In Colorado, you won’t want to miss Great Sand Dunes National Park and Preserve, home to North America’s highest sand dunes ($15 per-car entrance fee). At Rocky Mountain National Park ($20 per car), you can drive at 12,000 feet along Trail Ridge Road, and hike to high alpine lakes at the base of massive peaks. If you’re up for backpacking, trek to Conundrum Hot Springs for a dip in a natural hot pool in the Maroon Bells Wilderness near Aspen.
Taos, New Mexico, is just about five hours from Denver, and Santa Fe is about six. In both cities, you’ll find old, adobe architecture, artistic communities, and excellent southwestern food. Taos is near the Rio Grande Gorge, which offers rafting and hikes to natural hot springs. Outside the town are countless clusters of eco-villages made out of “Earthships,” which are off-the-grid homes made from trash and recycled materials. You’ll find them on Airbnb in abundance. In Santa Fe—one of the oldest cities in North America, complete with centuries-old churches to tour—don’t miss the Meow Wolf House of Eternal Return ($18). It’s an eclectic, immersive art experience you have to see to understand. Head to the Kakawa Chocolate House to satisfy your sweet tooth with thick, rich sipping chocolate.
You can typically score flights to Denver for about $200 round-trip from cities around the United States, including New York, San Francisco, and Boston.
Expect to spend $25 to $70 per night on a single bunk in a hostel—like the swanky Hostel Fish in Denver, starting in the mid-40s, or the brand-new Salida Hostel, starting at $25—or spend $20 or less per night on camping. You can camp for free on National Forest land; use a site like freecampsites.net to find GPS coordinates for free camping areas near attractions you want to visit. Camping for free every night is entirely feasible; find hot springs spas (or lakes) when you’re ready for a shower.

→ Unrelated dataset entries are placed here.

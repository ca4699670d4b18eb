//! [`Achievement`] implementations for the four stored record types.

use async_trait::async_trait;
use sqlx::PgConnection;
use uuid::Uuid;

use crate::achievements::inputs::{
    CourseInput, HackathonInput, InternshipInput, NewCourse, NewHackathon, NewInternship,
    NewProject, ProjectInput,
};
use crate::achievements::{Achievement, AchievementKind};
use crate::models::achievement::{CourseRow, HackathonRow, InternshipRow, ProjectRow};
use crate::validation::FieldErrors;

#[async_trait]
impl Achievement for InternshipRow {
    type Input = InternshipInput;
    type New = NewInternship;

    const KIND: AchievementKind = AchievementKind::Internship;
    const TABLE: &'static str = "internships";
    const ORDER_BY: &'static str = "start_date DESC, created_at DESC, id";

    fn id(&self) -> Uuid {
        self.id
    }

    fn skill_field(&self) -> &str {
        &self.skills_used
    }

    fn validate(input: InternshipInput) -> Result<NewInternship, FieldErrors> {
        input.validate()
    }

    fn to_input(&self) -> InternshipInput {
        InternshipInput {
            company: Some(self.company.clone()),
            role: Some(self.role.clone()),
            start_date: Some(self.start_date.to_string()),
            end_date: Some(self.end_date.map(|d| d.to_string())),
            description: Some(self.description.clone()),
            skills_used: Some(self.skills_used.clone()),
            location: Some(self.location.clone()),
            is_current: Some(self.is_current),
        }
    }

    fn overlay(patch: InternshipInput, base: InternshipInput) -> InternshipInput {
        patch.or(base)
    }

    async fn insert(
        conn: &mut PgConnection,
        user_id: Uuid,
        new: &NewInternship,
    ) -> Result<Self, sqlx::Error> {
        sqlx::query_as::<_, InternshipRow>(
            r#"
            INSERT INTO internships
                (id, user_id, company, role, start_date, end_date,
                 description, skills_used, location, is_current)
            VALUES ($1, $2, $3, $4, $5, $6, $7, $8, $9, $10)
            RETURNING *
            "#,
        )
        .bind(Uuid::new_v4())
        .bind(user_id)
        .bind(&new.company)
        .bind(&new.role)
        .bind(new.start_date)
        .bind(new.end_date)
        .bind(&new.description)
        .bind(&new.skills_used)
        .bind(&new.location)
        .bind(new.is_current)
        .fetch_one(conn)
        .await
    }

    async fn update(
        conn: &mut PgConnection,
        user_id: Uuid,
        id: Uuid,
        new: &NewInternship,
    ) -> Result<Option<Self>, sqlx::Error> {
        sqlx::query_as::<_, InternshipRow>(
            r#"
            UPDATE internships
            SET company = $3, role = $4, start_date = $5, end_date = $6,
                description = $7, skills_used = $8, location = $9, is_current = $10
            WHERE id = $1 AND user_id = $2
            RETURNING *
            "#,
        )
        .bind(id)
        .bind(user_id)
        .bind(&new.company)
        .bind(&new.role)
        .bind(new.start_date)
        .bind(new.end_date)
        .bind(&new.description)
        .bind(&new.skills_used)
        .bind(&new.location)
        .bind(new.is_current)
        .fetch_optional(conn)
        .await
    }
}

#[async_trait]
impl Achievement for CourseRow {
    type Input = CourseInput;
    type New = NewCourse;

    const KIND: AchievementKind = AchievementKind::Course;
    const TABLE: &'static str = "courses";
    const ORDER_BY: &'static str = "completion_date DESC, created_at DESC, id";

    fn id(&self) -> Uuid {
        self.id
    }

    fn skill_field(&self) -> &str {
        &self.skills_learned
    }

    fn validate(input: CourseInput) -> Result<NewCourse, FieldErrors> {
        input.validate()
    }

    fn to_input(&self) -> CourseInput {
        CourseInput {
            platform: Some(self.platform.clone()),
            title: Some(self.title.clone()),
            completion_date: Some(self.completion_date.to_string()),
            certificate_url: Some(self.certificate_url.clone()),
            skills_learned: Some(self.skills_learned.clone()),
            duration_hours: Some(self.duration_hours),
        }
    }

    fn overlay(patch: CourseInput, base: CourseInput) -> CourseInput {
        patch.or(base)
    }

    async fn insert(
        conn: &mut PgConnection,
        user_id: Uuid,
        new: &NewCourse,
    ) -> Result<Self, sqlx::Error> {
        sqlx::query_as::<_, CourseRow>(
            r#"
            INSERT INTO courses
                (id, user_id, platform, title, completion_date,
                 certificate_url, skills_learned, duration_hours)
            VALUES ($1, $2, $3, $4, $5, $6, $7, $8)
            RETURNING *
            "#,
        )
        .bind(Uuid::new_v4())
        .bind(user_id)
        .bind(&new.platform)
        .bind(&new.title)
        .bind(new.completion_date)
        .bind(&new.certificate_url)
        .bind(&new.skills_learned)
        .bind(new.duration_hours)
        .fetch_one(conn)
        .await
    }

    async fn update(
        conn: &mut PgConnection,
        user_id: Uuid,
        id: Uuid,
        new: &NewCourse,
    ) -> Result<Option<Self>, sqlx::Error> {
        sqlx::query_as::<_, CourseRow>(
            r#"
            UPDATE courses
            SET platform = $3, title = $4, completion_date = $5,
                certificate_url = $6, skills_learned = $7, duration_hours = $8
            WHERE id = $1 AND user_id = $2
            RETURNING *
            "#,
        )
        .bind(id)
        .bind(user_id)
        .bind(&new.platform)
        .bind(&new.title)
        .bind(new.completion_date)
        .bind(&new.certificate_url)
        .bind(&new.skills_learned)
        .bind(new.duration_hours)
        .fetch_optional(conn)
        .await
    }
}

#[async_trait]
impl Achievement for HackathonRow {
    type Input = HackathonInput;
    type New = NewHackathon;

    const KIND: AchievementKind = AchievementKind::Hackathon;
    const TABLE: &'static str = "hackathons";
    const ORDER_BY: &'static str = "date DESC, created_at DESC, id";

    fn id(&self) -> Uuid {
        self.id
    }

    fn skill_field(&self) -> &str {
        &self.tech_stack
    }

    fn validate(input: HackathonInput) -> Result<NewHackathon, FieldErrors> {
        input.validate()
    }

    fn to_input(&self) -> HackathonInput {
        HackathonInput {
            name: Some(self.name.clone()),
            organizer: Some(self.organizer.clone()),
            date: Some(self.date.to_string()),
            rank: Some(self.rank.clone()),
            project_name: Some(self.project_name.clone()),
            project_description: Some(self.project_description.clone()),
            project_link: Some(self.project_link.clone()),
            tech_stack: Some(self.tech_stack.clone()),
        }
    }

    fn overlay(patch: HackathonInput, base: HackathonInput) -> HackathonInput {
        patch.or(base)
    }

    async fn insert(
        conn: &mut PgConnection,
        user_id: Uuid,
        new: &NewHackathon,
    ) -> Result<Self, sqlx::Error> {
        sqlx::query_as::<_, HackathonRow>(
            r#"
            INSERT INTO hackathons
                (id, user_id, name, organizer, date, rank, project_name,
                 project_description, project_link, tech_stack)
            VALUES ($1, $2, $3, $4, $5, $6, $7, $8, $9, $10)
            RETURNING *
            "#,
        )
        .bind(Uuid::new_v4())
        .bind(user_id)
        .bind(&new.name)
        .bind(&new.organizer)
        .bind(new.date)
        .bind(&new.rank)
        .bind(&new.project_name)
        .bind(&new.project_description)
        .bind(&new.project_link)
        .bind(&new.tech_stack)
        .fetch_one(conn)
        .await
    }

    async fn update(
        conn: &mut PgConnection,
        user_id: Uuid,
        id: Uuid,
        new: &NewHackathon,
    ) -> Result<Option<Self>, sqlx::Error> {
        sqlx::query_as::<_, HackathonRow>(
            r#"
            UPDATE hackathons
            SET name = $3, organizer = $4, date = $5, rank = $6, project_name = $7,
                project_description = $8, project_link = $9, tech_stack = $10
            WHERE id = $1 AND user_id = $2
            RETURNING *
            "#,
        )
        .bind(id)
        .bind(user_id)
        .bind(&new.name)
        .bind(&new.organizer)
        .bind(new.date)
        .bind(&new.rank)
        .bind(&new.project_name)
        .bind(&new.project_description)
        .bind(&new.project_link)
        .bind(&new.tech_stack)
        .fetch_optional(conn)
        .await
    }
}

#[async_trait]
impl Achievement for ProjectRow {
    type Input = ProjectInput;
    type New = NewProject;

    const KIND: AchievementKind = AchievementKind::Project;
    const TABLE: &'static str = "projects";
    const ORDER_BY: &'static str = "start_date DESC, created_at DESC, id";

    fn id(&self) -> Uuid {
        self.id
    }

    fn skill_field(&self) -> &str {
        &self.tech_stack
    }

    fn validate(input: ProjectInput) -> Result<NewProject, FieldErrors> {
        input.validate()
    }

    fn to_input(&self) -> ProjectInput {
        ProjectInput {
            title: Some(self.title.clone()),
            description: Some(self.description.clone()),
            tech_stack: Some(self.tech_stack.clone()),
            github_link: Some(self.github_link.clone()),
            live_link: Some(self.live_link.clone()),
            start_date: Some(self.start_date.to_string()),
            end_date: Some(self.end_date.map(|d| d.to_string())),
            is_ongoing: Some(self.is_ongoing),
        }
    }

    fn overlay(patch: ProjectInput, base: ProjectInput) -> ProjectInput {
        patch.or(base)
    }

    async fn insert(
        conn: &mut PgConnection,
        user_id: Uuid,
        new: &NewProject,
    ) -> Result<Self, sqlx::Error> {
        sqlx::query_as::<_, ProjectRow>(
            r#"
            INSERT INTO projects
                (id, user_id, title, description, tech_stack, github_link,
                 live_link, start_date, end_date, is_ongoing)
            VALUES ($1, $2, $3, $4, $5, $6, $7, $8, $9, $10)
            RETURNING *
            "#,
        )
        .bind(Uuid::new_v4())
        .bind(user_id)
        .bind(&new.title)
        .bind(&new.description)
        .bind(&new.tech_stack)
        .bind(&new.github_link)
        .bind(&new.live_link)
        .bind(new.start_date)
        .bind(new.end_date)
        .bind(new.is_ongoing)
        .fetch_one(conn)
        .await
    }

    async fn update(
        conn: &mut PgConnection,
        user_id: Uuid,
        id: Uuid,
        new: &NewProject,
    ) -> Result<Option<Self>, sqlx::Error> {
        sqlx::query_as::<_, ProjectRow>(
            r#"
            UPDATE projects
            SET title = $3, description = $4, tech_stack = $5, github_link = $6,
                live_link = $7, start_date = $8, end_date = $9, is_ongoing = $10
            WHERE id = $1 AND user_id = $2
            RETURNING *
            "#,
        )
        .bind(id)
        .bind(user_id)
        .bind(&new.title)
        .bind(&new.description)
        .bind(&new.tech_stack)
        .bind(&new.github_link)
        .bind(&new.live_link)
        .bind(new.start_date)
        .bind(new.end_date)
        .bind(new.is_ongoing)
        .fetch_optional(conn)
        .await
    }
}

Rent a car for about $40 per day from the Denver International Airport.
Quebec City and Saguenay, Canada
The U.S. dollar is currently quite strong against its Canadian counterpart—75 American cents will get you one Candian dollar. That means it’s a great time to travel to Canada; your money will go much further. Plus, if you travel to Quebec, you’ll feel far from home. The dominant language there is French, and in many areas, you may find it hard to find someone who speaks English.
You’ll likely want to spend a few days in Quebec City, which feels like Europe with its old architecture and cobblestone streets. There’s a Hostelling International hostel in the city (you’ll get a discount if you’re an HI member), with bunks in shared rooms starting at $25 CAD.
Just three hours away is the gorgeous Saguenay-Lac Saint Jean region, rife with opportunities for paddlesports, rafting, hiking, and biking. Thrill seekers may want to try the Via Ferrata in Parc National du Fjord-du-Saguenay (trips start at $45 CAD). Campsites there start at $25 CAD.
Two hours from Quebec City is the “ghost town” Val-Jalbert ($28 CAD), which once thrived on making pulp for paper. Now, it’s a living history museum and popular campsite ($25+ CAD), thanks to hiking trails surrounding Ouiatchouan Falls, 65 feet taller than the more well-known Niagara.
Car rental starts around $25/day from Quebec City.
Drive to Quebec City in about 6.5 hours from Boston, or fly for $200 to $250 round-trip from New York and Boston. Flights are pricier from the West Coast, at $350+ from Los Angeles and San Francisco.